### Prompt
Copy out all the lines in the records that include the word "outside".

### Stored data
◇ ◇ ◇ ◇ ◇

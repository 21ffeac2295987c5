/// Weighted luminance of an sRGB pixel, truncated towards zero.
///
/// Uses the 0.30 / 0.59 / 0.11 weights directly on the encoded values;
/// no gamma decoding is applied.
#[inline]
pub fn luminance(r: u8, g: u8, b: u8) -> i32 {
    (r as f64 * 0.3 + g as f64 * 0.59 + b as f64 * 0.11).floor() as i32
}
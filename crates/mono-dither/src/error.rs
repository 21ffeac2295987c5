//! Error type for the mono-dither public API.

use thiserror::Error;

/// Errors returned by [`dither`](crate::dither) and
/// [`DitherConfig::validate`](crate::DitherConfig::validate).
///
/// Dithering is total over well-formed input, so the only failure is a
/// violated precondition on the caller's side.
#[derive(Debug, Clone, PartialEq, Error)]
pub enum DitherError {
    /// Buffer length, dimensions or cutoff do not satisfy the contract.
    #[error("invalid input: {0}")]
    InvalidInput(String),
}

impl DitherError {
    pub(crate) fn invalid(msg: impl Into<String>) -> Self {
        DitherError::InvalidInput(msg.into())
    }
}
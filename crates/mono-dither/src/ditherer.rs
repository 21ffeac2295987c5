//! The dithering pass.

use crate::config::{DitherConfig, SPLIT_THRESHOLD};
use crate::error::DitherError;
use crate::frame::{packed_len, MonoFrame};
use crate::luminance::luminance;
use crate::pack::BitPacker;
use crate::window::{ErrorWindow, DIVISOR};

const ON: u8 = 255;
const OFF: u8 = 0;

/// Reusable ditherer holding a validated-on-use [`DitherConfig`].
///
/// [`dither()`](Self::dither) takes `&self`, so one value can process any
/// number of frames. Each call owns its own error window; nothing is
/// carried over between frames.
///
/// # Example
///
/// ```
/// use mono_dither::{DitherConfig, Ditherer};
///
/// let ditherer = Ditherer::new(DitherConfig::new().split_column(Some(8)));
/// let black = vec![0u8; 16 * 4 * 4];
/// let frame = ditherer.dither(&black, 16, 4).unwrap();
/// assert_eq!(frame.lit_pixels(), 0);
/// ```
#[derive(Debug, Clone, Default)]
pub struct Ditherer {
    config: DitherConfig,
}

impl Ditherer {
    pub fn new(config: DitherConfig) -> Self {
        Self { config }
    }

    #[inline]
    pub fn config(&self) -> &DitherConfig {
        &self.config
    }

    /// Dither an RGBA buffer into a [`MonoFrame`].
    ///
    /// # Errors
    ///
    /// [`DitherError::InvalidInput`] if `rgba.len() != width * height * 4`,
    /// `width` is not a positive multiple of 8, or the cutoff is outside
    /// (0, 1). A zero `height` with an empty buffer yields an empty frame.
    pub fn dither(&self, rgba: &[u8], width: u32, height: u32) -> Result<MonoFrame, DitherError> {
        check_input(rgba, width, height)?;
        self.config.validate()?;

        let w = width as usize;
        let h = height as usize;
        let threshold = self.config.threshold();
        let split = self.config.split_column.map(|c| c as usize);

        let mut window = ErrorWindow::new(w);
        let mut packer = BitPacker::with_capacity(packed_len(width, height));
        let mut mask = vec![OFF; w * h];

        for (y, row) in rgba.chunks_exact(w * 4).enumerate() {
            for (x, px) in row.chunks_exact(4).enumerate() {
                let lum = luminance(px[0], px[1], px[2]);
                let expected = lum + window.accumulated(x).floor() as i32;

                let on = match split {
                    Some(column) if x >= column => lum > SPLIT_THRESHOLD,
                    _ => expected > threshold,
                };
                let mono = if on { ON } else { OFF };

                window.diffuse(x, (expected - mono as i32) as f64 / DIVISOR);
                packer.push(on);
                mask[y * w + x] = mono;
            }
            window.advance();
        }

        Ok(MonoFrame::new(packer.finish(), mask, width, height))
    }
}

/// Dither an RGBA buffer with an explicit cutoff and optional split column.
///
/// Shorthand for building a [`Ditherer`] for a single frame.
///
/// ```
/// let rgba = vec![0u8; 8 * 4];
/// let frame = mono_dither::dither(&rgba, 8, 1, 0.25, None).unwrap();
/// assert_eq!(frame.packed(), &[0x00]);
/// ```
pub fn dither(
    rgba: &[u8],
    width: u32,
    height: u32,
    cutoff: f64,
    split_column: Option<u32>,
) -> Result<MonoFrame, DitherError> {
    let config = DitherConfig::new()
        .cutoff(cutoff)
        .split_column(split_column);
    Ditherer::new(config).dither(rgba, width, height)
}

fn check_input(rgba: &[u8], width: u32, height: u32) -> Result<(), DitherError> {
    if width == 0 || width % 8 != 0 {
        return Err(DitherError::invalid(format!(
            "width {width} must be a positive multiple of 8"
        )));
    }
    let expected = (width as usize)
        .checked_mul(height as usize)
        .and_then(|n| n.checked_mul(4))
        .ok_or_else(|| DitherError::invalid(format!("{width}x{height} is too large")))?;
    if rgba.len() != expected {
        return Err(DitherError::invalid(format!(
            "buffer holds {} bytes, expected {expected} for {width}x{height} RGBA",
            rgba.len()
        )));
    }
    Ok(())
}

#[cfg(test)]
mod tests {
    use super::*;
    use pretty_assertions::assert_eq;

    fn gray_row(values: &[u8]) -> Vec<u8> {
        values.iter().flat_map(|&v| [v, v, v, 255]).collect()
    }

    #[test]
    fn test_rejects_short_buffer() {
        let err = dither(&[0; 31], 8, 1, 0.25, None).unwrap_err();
        assert!(matches!(err, DitherError::InvalidInput(_)));
    }

    #[test]
    fn test_rejects_width_not_multiple_of_8() {
        let err = dither(&[0; 12 * 4], 12, 1, 0.25, None).unwrap_err();
        assert!(err.to_string().contains("multiple of 8"));
    }

    #[test]
    fn test_rejects_zero_width() {
        assert!(dither(&[], 0, 1, 0.25, None).is_err());
    }

    #[test]
    fn test_zero_height_is_empty_frame() {
        let frame = dither(&[], 8, 0, 0.25, None).unwrap();
        assert_eq!(frame.packed(), &[] as &[u8]);
        assert_eq!(frame.mask(), &[] as &[u8]);
        assert_eq!((frame.width(), frame.height()), (8, 0));
        assert_eq!(frame.lit_pixels(), 0);
    }

    #[test]
    fn test_rejects_bad_cutoff() {
        let rgba = gray_row(&[0; 8]);
        assert!(dither(&rgba, 8, 1, 0.0, None).is_err());
        assert!(dither(&rgba, 8, 1, 1.0, None).is_err());
    }

    #[test]
    fn test_half_black_half_white_row() {
        let rgba = gray_row(&[0, 0, 0, 0, 255, 255, 255, 255]);
        let frame = dither(&rgba, 8, 1, 0.25, None).unwrap();

        assert_eq!(frame.mask(), &[0, 0, 0, 0, 255, 255, 255, 255]);
        assert_eq!(frame.packed(), &[0b0000_1111]);
    }

    #[test]
    fn test_error_carries_to_next_pixel() {
        // Luminance 50 stays under threshold 63 and leaves +50/8 = 6.25 on
        // the next two columns. The second pixel sees 50 + 6 = 56, the
        // third 50 + floor(6.25 + 56/8) = 63, still off; the fourth crosses.
        let rgba = gray_row(&[50; 8]);
        let lum = luminance(50, 50, 50);
        assert_eq!(lum, 50);

        let frame = dither(&rgba, 8, 1, 0.25, None).unwrap();
        assert_eq!(&frame.mask()[..4], &[0, 0, 0, 255]);
    }

    #[test]
    fn test_cutoff_is_strictly_greater() {
        // threshold for 0.25 is 63; gray 64 truncates to luminance 63
        let mut values = [0u8; 8];
        values[0] = 64;
        assert_eq!(luminance(64, 64, 64), 63);
        let frame = dither(&gray_row(&values), 8, 1, 0.25, None).unwrap();
        assert_eq!(frame.mask()[0], 0);

        values[0] = 65;
        let frame = dither(&gray_row(&values), 8, 1, 0.25, None).unwrap();
        assert_eq!(frame.mask()[0], 255);
    }

    #[test]
    fn test_ditherer_reusable() {
        let ditherer = Ditherer::new(DitherConfig::new().cutoff(0.5));
        let rgba = gray_row(&[100, 200, 30, 180, 90, 10, 240, 128]);
        let a = ditherer.dither(&rgba, 8, 1).unwrap();
        let b = ditherer.dither(&rgba, 8, 1).unwrap();
        assert_eq!(a, b);
        assert_eq!(ditherer.config().threshold(), 127);
    }

    #[test]
    fn test_alpha_ignored() {
        let opaque = gray_row(&[0, 255, 0, 255, 0, 255, 0, 255]);
        let mut transparent = opaque.clone();
        for px in transparent.chunks_exact_mut(4) {
            px[3] = 0;
        }
        let a = dither(&opaque, 8, 1, 0.25, None).unwrap();
        let b = dither(&transparent, 8, 1, 0.25, None).unwrap();
        assert_eq!(a, b);
    }
}
use crate::models::EventError;
use crate::services::TemplateError;
use axum::{
    http::StatusCode,
    response::{IntoResponse, Response},
    Json,
};
use serde_json::json;
use thiserror::Error;

#[derive(Debug, Error)]
pub enum ApiError {
    #[error("Not found")]
    NotFound,

    #[error("Rendering error: {0}")]
    Render(#[from] RenderError),

    #[error("Internal error: {0}")]
    Internal(String),
}

#[derive(Debug, Error)]
pub enum RenderError {
    #[error("SVG parse error: {0}")]
    SvgParse(String),

    #[error("Unsupported dimensions: {width}x{height}")]
    UnsupportedDimensions { width: u32, height: u32 },

    #[error("Failed to allocate pixmap")]
    PixmapAllocation,

    #[error("PNG encode error: {0}")]
    PngEncode(String),

    #[error("Dither error: {0}")]
    Dither(#[from] mono_dither::DitherError),

    #[error("{0}")]
    Template(#[from] TemplateError),

    #[error("{0}")]
    Events(#[from] EventError),

    #[error("IO error: {0}")]
    Io(#[from] std::io::Error),

    #[error("Render task failed: {0}")]
    Task(String),
}

impl IntoResponse for ApiError {
    fn into_response(self) -> Response {
        let (status, message) = match &self {
            ApiError::NotFound => (StatusCode::NOT_FOUND, self.to_string()),
            ApiError::Render(e) => (StatusCode::INTERNAL_SERVER_ERROR, e.to_string()),
            ApiError::Internal(_) => (StatusCode::INTERNAL_SERVER_ERROR, self.to_string()),
        };

        let body = Json(json!({
            "status": status.as_u16(),
            "error": message,
        }));

        (status, body).into_response()
    }
}
//! Sliding three-row error window.
//!
//! Only the current row and the two rows below it can ever receive
//! diffused error, so the window keeps exactly three rows and recycles
//! them as the scan moves down the image.

/// Kernel taps as `(dx, drow)`, each receiving 1/8 of the residual.
pub(crate) const OFFSETS: [(isize, usize); 6] = [(1, 0), (2, 0), (-1, 1), (0, 1), (1, 1), (0, 2)];

/// Divisor applied to the residual before it is handed to each tap.
pub(crate) const DIVISOR: f64 = 8.0;

/// Ring of three error rows: `rows[0]` is the row being scanned.
///
/// Cells are single precision; additions are carried out in `f64` and
/// rounded on store.
pub(crate) struct ErrorWindow {
    rows: [Vec<f32>; 3],
}

impl ErrorWindow {
    pub(crate) fn new(width: usize) -> Self {
        Self {
            rows: [vec![0.0; width], vec![0.0; width], vec![0.0; width]],
        }
    }

    #[inline]
    pub(crate) fn width(&self) -> usize {
        self.rows[0].len()
    }

    /// Error accumulated so far at column `x` of the current row.
    #[inline]
    pub(crate) fn accumulated(&self, x: usize) -> f64 {
        self.rows[0][x] as f64
    }

    /// Spread `err` over the kernel taps around column `x`.
    ///
    /// Taps falling outside `[0, width)` are dropped.
    #[inline]
    pub(crate) fn diffuse(&mut self, x: usize, err: f64) {
        let width = self.width();
        for &(dx, drow) in OFFSETS.iter() {
            let Some(tx) = x.checked_add_signed(dx) else {
                continue;
            };
            if tx >= width {
                continue;
            }
            let cell = &mut self.rows[drow][tx];
            *cell = (*cell as f64 + err) as f32;
        }
    }

    /// Advance one row: row1 becomes row0, row2 becomes row1 and the old
    /// row0 is cleared and reused as row2.
    pub(crate) fn advance(&mut self) {
        self.rows.rotate_left(1);
        self.rows[2].fill(0.0);
    }

    #[cfg(test)]
    pub(crate) fn row(&self, index: usize) -> &[f32] {
        &self.rows[index]
    }
}
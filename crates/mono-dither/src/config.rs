//! Dithering configuration.
//!
//! [`DitherConfig`] carries the two knobs a caller can turn: the luminance
//! cutoff and the optional split-column boundary.

use crate::error::DitherError;

/// Default cutoff, as a fraction of full scale (threshold 63 of 255).
pub const DEFAULT_CUTOFF: f64 = 0.25;

/// Fixed luminance threshold used right of the split column.
pub const SPLIT_THRESHOLD: i32 = 120;

/// Configuration for a dithering pass.
///
/// # Example
///
/// ```
/// use mono_dither::DitherConfig;
///
/// let config = DitherConfig::new().cutoff(0.5).split_column(Some(400));
/// assert_eq!(config.threshold(), 127);
/// assert!(config.validate().is_ok());
/// ```
#[derive(Debug, Clone, Copy, PartialEq)]
pub struct DitherConfig {
    /// Fraction of the 0-255 luminance scale above which a pixel (plus its
    /// accumulated error) turns on. Must lie strictly inside (0, 1).
    ///
    /// Default: `0.25`
    pub cutoff: f64,

    /// Columns `x >= split_column` bypass error diffusion and use a plain
    /// threshold against [`SPLIT_THRESHOLD`].
    ///
    /// Default: `None`
    pub split_column: Option<u32>,
}

impl Default for DitherConfig {
    fn default() -> Self {
        Self {
            cutoff: DEFAULT_CUTOFF,
            split_column: None,
        }
    }
}

impl DitherConfig {
    /// Create a configuration with default values.
    #[inline]
    pub fn new() -> Self {
        Self::default()
    }

    /// Set the luminance cutoff.
    #[inline]
    pub fn cutoff(mut self, cutoff: f64) -> Self {
        self.cutoff = cutoff;
        self
    }

    /// Set or clear the split-column boundary.
    #[inline]
    pub fn split_column(mut self, column: Option<u32>) -> Self {
        self.split_column = column;
        self
    }

    /// Integer threshold the diffused value is compared against,
    /// `floor(cutoff * 255)`.
    #[inline]
    pub fn threshold(&self) -> i32 {
        (self.cutoff * 255.0).floor() as i32
    }

    /// Check the cutoff lies strictly inside (0, 1).
    pub fn validate(&self) -> Result<(), DitherError> {
        if !self.cutoff.is_finite() || self.cutoff <= 0.0 || self.cutoff >= 1.0 {
            return Err(DitherError::invalid(format!(
                "cutoff {} must lie strictly between 0 and 1",
                self.cutoff
            )));
        }
        Ok(())
    }
}
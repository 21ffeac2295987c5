pub mod frame_cache;
pub mod renderer;
pub mod template_service;

pub use frame_cache::FrameCache;
pub use renderer::{RenderService, RenderedFrame};
pub use template_service::{DashboardContext, TemplateError, TemplateService};
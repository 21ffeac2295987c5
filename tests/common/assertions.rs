//! Assertion helpers for tests.

use axum::http::StatusCode;
use pretty_assertions::assert_eq;

use super::app::TestResponse;

/// Assert response has expected status code
pub fn assert_status(response: &TestResponse, expected: StatusCode) {
    assert_eq!(
        response.status,
        expected,
        "Expected status {}, got {}. Body: {}",
        expected,
        response.status,
        response.text()
    );
}

/// Assert response is OK (200)
pub fn assert_ok(response: &TestResponse) {
    assert_status(response, StatusCode::OK);
}

/// Assert response has the given Content-Type
pub fn assert_content_type(response: &TestResponse, expected: &str) {
    assert_eq!(
        response.header("content-type"),
        Some(expected),
        "Expected Content-Type: {expected}"
    );
}

/// Assert response is a valid PNG image
pub fn assert_png(response: &TestResponse) {
    assert_ok(response);
    assert!(
        response.is_png(),
        "Expected PNG image, got {} bytes starting with {:?}",
        response.body.len(),
        &response.body[..8.min(response.body.len())]
    );
    assert_content_type(response, "image/png");
}

/// Assert response is a packed bitmap of the given panel size
pub fn assert_packed_bitmap(response: &TestResponse, width: u32, height: u32) {
    assert_ok(response);
    assert_content_type(response, "application/octet-stream");

    let expected = (width / 8 * height) as usize;
    assert_eq!(response.body.len(), expected, "Packed bitmap size");
    assert_eq!(
        response.header("content-length"),
        Some(expected.to_string().as_str()),
        "Content-Length should match the packed size"
    );
}

/// Assert JSON error response with expected status field
pub fn assert_json_error(response: &TestResponse, expected: StatusCode) {
    assert_status(response, expected);
    let json: serde_json::Value = response.json();
    assert_eq!(
        json["status"].as_u64(),
        Some(expected.as_u16() as u64),
        "Full response: {}",
        serde_json::to_string_pretty(&json).unwrap()
    );
    assert!(json["error"].is_string(), "Expected error message");
}
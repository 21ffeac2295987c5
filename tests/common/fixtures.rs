//! Test fixtures and constants.

use chrono::{Duration, Utc};

/// Panel geometry used by the default config
pub const WIDTH: u32 = 800;
pub const HEIGHT: u32 = 480;

/// Not a decodable JPEG, but carries the JPEG magic bytes
pub const FAKE_JPEG: &[u8] = b"\xFF\xD8\xFF\xE0\x00\x10JFIF\x00fixture";

/// Build an events file with dates relative to now
pub fn events_at(entries: &[(Duration, &str)]) -> String {
    let now = Utc::now();
    let pairs: Vec<(String, &str)> = entries
        .iter()
        .map(|&(offset, name)| ((now + offset).to_rfc3339(), name))
        .collect();
    serde_json::to_string(&pairs).unwrap()
}

/// Events a whole number of days from now
pub fn events_json(entries: &[(i64, &str)]) -> String {
    let entries: Vec<_> = entries.iter().map(|&(d, n)| (Duration::days(d), n)).collect();
    events_at(&entries)
}

/// Events a whole number of hours from now
pub fn events_json_hours(entries: &[(i64, &str)]) -> String {
    let entries: Vec<_> = entries.iter().map(|&(h, n)| (Duration::hours(h), n)).collect();
    events_at(&entries)
}

/// Two upcoming events and one in the past
pub fn default_events() -> String {
    events_json(&[(10, "Holiday"), (-3, "Yesterday's news"), (40, "Birthday")])
}
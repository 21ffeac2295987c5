//! Output of a dithering pass.

/// Packed length for a `width` x `height` frame.
///
/// `width` is expected to be a multiple of 8.
#[inline]
pub fn packed_len(width: u32, height: u32) -> usize {
    (width as usize / 8) * height as usize
}

/// A dithered monochrome frame.
///
/// Holds the packed bitmap and the 0/255 mask produced by the same pass,
/// so the two are always consistent with each other.
///
/// # Example
///
/// ```
/// use mono_dither::{dither, MonoFrame};
///
/// let rgba = vec![255u8; 16 * 2 * 4];
/// let frame: MonoFrame = dither(&rgba, 16, 2, 0.25, None).unwrap();
///
/// assert_eq!(frame.bytes_per_row(), 2);
/// assert_eq!(frame.packed(), &[0xFF; 4]);
/// assert!(frame.is_on(15, 1));
/// ```
#[derive(Debug, Clone, PartialEq, Eq)]
pub struct MonoFrame {
    packed: Vec<u8>,
    mask: Vec<u8>,
    width: u32,
    height: u32,
}

impl MonoFrame {
    pub(crate) fn new(packed: Vec<u8>, mask: Vec<u8>, width: u32, height: u32) -> Self {
        debug_assert_eq!(packed.len(), packed_len(width, height));
        debug_assert_eq!(mask.len(), width as usize * height as usize);
        Self {
            packed,
            mask,
            width,
            height,
        }
    }

    #[inline]
    pub fn width(&self) -> u32 {
        self.width
    }

    #[inline]
    pub fn height(&self) -> u32 {
        self.height
    }

    /// Bytes per packed row (`width / 8`).
    #[inline]
    pub fn bytes_per_row(&self) -> usize {
        self.width as usize / 8
    }

    /// Packed bitmap, row-major, MSB first, no header.
    #[inline]
    pub fn packed(&self) -> &[u8] {
        &self.packed
    }

    /// One byte per pixel, each 0 or 255.
    #[inline]
    pub fn mask(&self) -> &[u8] {
        &self.mask
    }

    /// Whether the pixel at `(x, y)` is on, read from the packed bitmap.
    ///
    /// # Panics
    ///
    /// Panics if the coordinates are outside the frame.
    pub fn is_on(&self, x: u32, y: u32) -> bool {
        assert!(x < self.width && y < self.height, "pixel out of bounds");
        let byte = self.packed[y as usize * self.bytes_per_row() + x as usize / 8];
        byte & (0x80 >> (x % 8)) != 0
    }

    /// Number of pixels switched on.
    pub fn lit_pixels(&self) -> usize {
        self.packed.iter().map(|b| b.count_ones() as usize).sum()
    }

    /// Consume the frame, returning `(packed, mask)`.
    pub fn into_parts(self) -> (Vec<u8>, Vec<u8>) {
        (self.packed, self.mask)
    }
}
//! HTTP server setup and configuration.
//!
//! This module provides the router and application state used by both
//! the production server and integration tests.

use axum::{
    extract::{Path, State},
    http::header::CONNECTION,
    response::Response,
    routing::get,
    Router,
};
use std::sync::Arc;
use tower_http::{set_header::SetResponseHeaderLayer, trace::TraceLayer};

use crate::api;
use crate::assets::AssetLoader;
use crate::error::ApiError;
use crate::models::AppConfig;
use crate::services::{FrameCache, RenderService};

/// Application state shared across all handlers.
#[derive(Clone)]
pub struct AppState {
    pub config: Arc<AppConfig>,
    pub loader: Arc<AssetLoader>,
    pub renderer: Arc<RenderService>,
    pub frame_cache: Arc<FrameCache>,
}

/// Create application state from an asset loader.
pub fn create_app_state(asset_loader: Arc<AssetLoader>) -> anyhow::Result<AppState> {
    let config = Arc::new(AppConfig::load_from_assets(&asset_loader));
    create_app_state_with_config(asset_loader, config)
}

/// Create application state with an explicit configuration.
pub fn create_app_state_with_config(
    asset_loader: Arc<AssetLoader>,
    config: Arc<AppConfig>,
) -> anyhow::Result<AppState> {
    let renderer = Arc::new(
        RenderService::new(config.clone(), asset_loader.clone())
            .map_err(|e| anyhow::anyhow!("Failed to create render service: {e}"))?,
    );

    Ok(AppState {
        config,
        loader: asset_loader,
        renderer,
        frame_cache: Arc::new(FrameCache::new()),
    })
}

/// Build the API router with all endpoints and middleware.
///
/// This is the core router used by both production and tests.
pub fn build_router(state: AppState) -> Router {
    with_middleware(routes(state))
}

/// API endpoints without middleware, for merging extra routes before
/// [`with_middleware`] is applied.
pub fn routes(state: AppState) -> Router {
    Router::new()
        .route("/dashboard.png", get(handle_png))
        .route("/dashboard.raw", get(handle_raw))
        .route("/dashboard.svg", get(handle_svg))
        .route("/photos/:file", get(handle_photo))
        // Health check
        .route("/health", get(|| async { "OK" }))
        .fallback(|| async { ApiError::NotFound })
        .with_state(state)
}

/// Wrap a router in request tracing and `Connection: close`.
///
/// Panel clients open one connection per request and never reuse it, so
/// every response closes the connection, including merged routes.
pub fn with_middleware(router: Router) -> Router {
    router
        .layer(TraceLayer::new_for_http())
        .layer(SetResponseHeaderLayer::overriding(
            CONNECTION,
            axum::http::HeaderValue::from_static("close"),
        ))
}

// Wrapper handlers to extract state components for the underlying API handlers

async fn handle_png(State(state): State<AppState>) -> Result<Response, ApiError> {
    api::handle_png(State(state.renderer), State(state.frame_cache)).await
}

async fn handle_raw(State(state): State<AppState>) -> Result<Response, ApiError> {
    api::handle_raw(State(state.renderer), State(state.frame_cache)).await
}

async fn handle_svg(State(state): State<AppState>) -> Result<Response, ApiError> {
    api::handle_svg(State(state.renderer), State(state.frame_cache)).await
}

async fn handle_photo(
    State(state): State<AppState>,
    path: Path<String>,
) -> Result<Response, ApiError> {
    api::handle_photo(State(state.loader), path).await
}
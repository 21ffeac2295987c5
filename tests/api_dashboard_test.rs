//! Tests for the /dashboard.* endpoints.

mod common;

use axum::http::StatusCode;
use common::{fixtures, TestApp};
use inkdash::models::AppConfig;
use pretty_assertions::assert_eq;

#[tokio::test]
async fn test_raw_is_packed_panel_bitmap() {
    let app = TestApp::new();

    let response = app.get("/dashboard.raw").await;

    common::assert_packed_bitmap(&response, fixtures::WIDTH, fixtures::HEIGHT);
    // The left half is dark and the right half mostly white, so both bit
    // values must be present
    assert!(response.bytes().iter().any(|&b| b != 0x00));
    assert!(response.bytes().iter().any(|&b| b != 0xFF));
}

#[tokio::test]
async fn test_png_is_mask_of_raw() {
    let app = TestApp::new();

    let raw = app.get("/dashboard.raw").await;
    let png = app.get("/dashboard.png").await;
    common::assert_png(&png);

    let mut decoder = png::Decoder::new(std::io::Cursor::new(png.bytes().to_vec()));
    decoder.set_transformations(png::Transformations::EXPAND);
    let mut reader = decoder.read_info().unwrap();
    let mut pixels = vec![0; reader.output_buffer_size()];
    let info = reader.next_frame(&mut pixels).unwrap();
    assert_eq!((info.width, info.height), (fixtures::WIDTH, fixtures::HEIGHT));

    // Both come from the same cached frame: every PNG pixel matches its bit
    let channels = info.color_type.samples();
    for (i, px) in pixels[..info.buffer_size()].chunks_exact(channels).enumerate() {
        let bit = raw.bytes()[i / 8] >> (7 - i % 8) & 1;
        assert_eq!(px[0] == 255, bit == 1, "pixel {i}");
    }
}

#[tokio::test]
async fn test_svg_lists_upcoming_events() {
    let app = TestApp::new();

    let response = app.get("/dashboard.svg").await;

    common::assert_ok(&response);
    common::assert_content_type(&response, "image/svg+xml");
    let svg = response.text();
    assert!(svg.contains("HOLIDAY"));
    assert!(svg.contains("BIRTHDAY"));
    assert!(!svg.contains("NEWS"), "past events must be hidden");
    assert!(svg.find("HOLIDAY") < svg.find("BIRTHDAY"), "soonest first");
}

#[tokio::test]
async fn test_single_day_label() {
    let app = TestApp::with_config(
        AppConfig::default(),
        &fixtures::events_json_hours(&[(2, "Dentist")]),
    );

    let svg = app.get("/dashboard.svg").await.text();
    assert!(svg.contains("DENTIST"));
    assert!(svg.contains("day until"));
    assert!(!svg.contains("days until"));
}

#[tokio::test]
async fn test_broken_events_render_error_screen() {
    let app = TestApp::with_config(AppConfig::default(), "{ not json");

    let svg = app.get("/dashboard.svg").await;
    common::assert_ok(&svg);
    assert!(svg.text().contains("Invalid events file"));

    // The panel still gets a full-size bitmap
    let raw = app.get("/dashboard.raw").await;
    common::assert_packed_bitmap(&raw, fixtures::WIDTH, fixtures::HEIGHT);
}

#[tokio::test]
async fn test_frames_are_cached() {
    let app = TestApp::new();

    let first = app.get("/dashboard.svg").await;
    // Changing the events does not show up until the cached frame expires
    app.write_asset("events.json", fixtures::events_json(&[(5, "Surprise")]).as_bytes());
    let second = app.get("/dashboard.svg").await;

    assert_eq!(first.text(), second.text());
    assert!(!second.text().contains("SURPRISE"));
}

#[tokio::test]
async fn test_cache_disabled() {
    let mut config = AppConfig::default();
    config.cache_seconds = 0;
    let app = TestApp::with_config(config, &fixtures::default_events());

    let _ = app.get("/dashboard.svg").await;
    app.write_asset("events.json", fixtures::events_json(&[(5, "Surprise")]).as_bytes());
    let second = app.get("/dashboard.svg").await;

    assert!(second.text().contains("SURPRISE"));
    assert!(app
        .frame_cache
        .get_fresh(chrono::Utc::now(), chrono::Duration::hours(1))
        .await
        .is_none());
}

#[tokio::test]
async fn test_split_column_thresholds_right_half() {
    let mut config = AppConfig::default();
    config.dither.split_column = Some(400);
    let app = TestApp::with_config(config, "[]");

    let response = app.get("/dashboard.raw").await;
    common::assert_packed_bitmap(&response, fixtures::WIDTH, fixtures::HEIGHT);

    // With no events the right half is plain white apart from the divider
    // and the clock in the top rows
    let row_bytes = (fixtures::WIDTH / 8) as usize;
    let bottom_row = &response.bytes()[row_bytes * (fixtures::HEIGHT as usize - 1)..];
    assert!(bottom_row[400 / 8 + 1..].iter().all(|&b| b == 0xFF));
}

#[tokio::test]
async fn test_health() {
    let app = TestApp::new();
    let response = app.get("/health").await;
    common::assert_ok(&response);
    assert_eq!(response.text(), "OK");
}

#[tokio::test]
async fn test_unknown_route_is_json_404() {
    let app = TestApp::new();
    let response = app.get("/dashboard.html").await;
    common::assert_json_error(&response, StatusCode::NOT_FOUND);
}

#[tokio::test]
async fn test_wrong_method() {
    let app = TestApp::new();
    let response = app.request_method("POST", "/dashboard.raw").await;
    common::assert_status(&response, StatusCode::METHOD_NOT_ALLOWED);
}

#[tokio::test]
async fn test_connection_close_header() {
    let app = TestApp::new();
    let response = app.get("/health").await;
    assert_eq!(response.header("connection"), Some("close"));
}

◇ ◇ ◇ ◇ ◇

### Output below
    /// `width` is not a positive multiple of 8, or the cutoff is outside
    /// Taps falling outside `[0, width)` are dropped.
    /// Panics if the coordinates are outside the frame.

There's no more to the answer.